CME: Reflect on how this Podcast applies to your day-to-day and earn AMA PRA Category 1 CMEs here: https://earnc.me/sCY01P

References:

Eldor J and Kotlovker V. Intralipid for Amniotic Fluid Embolism (AFE)? Open Journal of Anesthesiology, 2012, 2, 127-133 

Lynch W et al. Lipid Emulsion Rescue of Amniotic Fluid Embolism-Induced Cardiac Arrest: A Case Report. A&A Case Reports. 2017;8:64–66.

Gruzman I et al. INTRALIPID Rescue of Amniotic Fluid Embolism: from Theory to Existence.  Journal of Health Science and Development. 2019: 2:1 (1-4). 

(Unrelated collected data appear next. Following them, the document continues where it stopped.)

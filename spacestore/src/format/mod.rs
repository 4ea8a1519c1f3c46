//! Columnar codec seam
//!
//! Data files are Arrow IPC files. The writer wrapper tracks the number of
//! rows written so the write pipeline can roll files at a threshold; the
//! reader preserves the batch boundaries that were written, which the
//! scalar/vector join relies on.

use std::io::Write;
use std::path::Path;

use arrow::datatypes::SchemaRef;
use arrow::ipc::reader::FileReader;
use arrow::ipc::writer::FileWriter;
use arrow::record_batch::RecordBatch;

use crate::fs::{FileSystem, FsRead, FsWrite};
use crate::Result;

/// Batch writer for one data file, with a row-count accessor for
/// roll-over decisions.
pub struct RecordWriter {
    inner: FileWriter<Box<dyn FsWrite>>,
    rows: u64,
}

impl RecordWriter {
    pub fn create(fs: &dyn FileSystem, path: &Path, schema: &SchemaRef) -> Result<Self> {
        let out = fs.open_write(path)?;
        let inner = FileWriter::try_new(out, schema)?;
        Ok(Self { inner, rows: 0 })
    }

    pub fn write(&mut self, batch: &RecordBatch) -> Result<()> {
        self.inner.write(batch)?;
        self.rows += batch.num_rows() as u64;
        Ok(())
    }

    /// Rows written to this file so far.
    pub fn row_count(&self) -> u64 {
        self.rows
    }

    /// Write the footer and flush. A file never enters a fragment without
    /// passing through here.
    pub fn close(mut self) -> Result<()> {
        self.inner.finish()?;
        let mut out = self.inner.into_inner()?;
        out.flush()?;
        Ok(())
    }
}

/// Open a data file for batch-wise reading.
pub fn open_record_reader(
    fs: &dyn FileSystem,
    path: &Path,
) -> Result<FileReader<Box<dyn FsRead>>> {
    let input = fs.open_read(path)?;
    Ok(FileReader::try_new(input, None)?)
}

#[cfg(test)]
mod tests {
    use std::sync::Arc;

    use arrow::array::Int64Array;
    use arrow::datatypes::{DataType, Field, Schema};
    use tempfile::tempdir;

    use super::*;
    use crate::fs::LocalFileSystem;

    fn batch(schema: &SchemaRef, values: &[i64]) -> RecordBatch {
        RecordBatch::try_new(
            schema.clone(),
            vec![Arc::new(Int64Array::from(values.to_vec()))],
        )
        .unwrap()
    }

    #[test]
    fn test_write_read_preserves_batch_boundaries() {
        let dir = tempdir().unwrap();
        let fs = LocalFileSystem;
        let path = dir.path().join("f.arrow");
        let schema: SchemaRef = Arc::new(Schema::new(vec![Field::new("v", DataType::Int64, false)]));

        let mut writer = RecordWriter::create(&fs, &path, &schema).unwrap();
        writer.write(&batch(&schema, &[1, 2, 3])).unwrap();
        writer.write(&batch(&schema, &[4])).unwrap();
        assert_eq!(writer.row_count(), 4);
        writer.close().unwrap();

        let reader = open_record_reader(&fs, &path).unwrap();
        let sizes: Vec<usize> = reader.map(|b| b.unwrap().num_rows()).collect();
        assert_eq!(sizes, vec![3, 1]);
    }
}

2 thoughts on “Episode 216: Intralipid for AFE”

  1. Jed,
    Thank you for reviewing this topic! A few weeks ago I helped my anesthesia team in caring for an Emergency Cesarean Section for a patient with known placenta increta. A general anesthesia was planned with MTP ordered and hysterectomy to follow. Approximately 20min after the baby was delivered the patient had a sudden drop in ETCO2, BP and SpO2. We suspected at the time she had an AFE, so we implemented the A-OK treatment immediately along with 100% FiO2. Atropine however was held since her HR was in the 130s. After about 15min of minimal-no improvement and multiple doses of epinephrine 100mcg, 1L crystalloid, additional IV access and arterial line placement I suggested we consider intralipid in light of the studies you mentioned in your podcast.

    We administered a bolus of intralipid (30cc IVP drawn off the bag). Within roughly 60 seconds of the bolus, the patient had a rapid improvement in her ETCO2 (up to 35 from 15mmHg), SpO2 (up to 95% from 74%) and BP (up to 100/68 from 66/33). We continued the infusion of intralipid to finish off the 250mL bag and kept her on 100% FiO2 until she was consistently stable. We drew lab work to perform a TEG on her which showed stable clotting factors, so additional blood products were held. She remained intubated and transferred to ICU for further workup. In the ICU, TTE was negative in detecting any emboli and serum sample to detect amniotic fluid was also negative.

    We are left to think this patient therefore had a Venous Air Embolism instead given her abrupt cardio-pulmonary compromise and the exposure of large vessels during her hysterectomy. Nonetheless, the intralipid seemed to provide a profound improvement in her hemodynamics and resolve her V/Q mismatch.

    Given this patient’s dramatic improvement after giving intralipid I wanted to share with you my case and welcome your questions and feedback.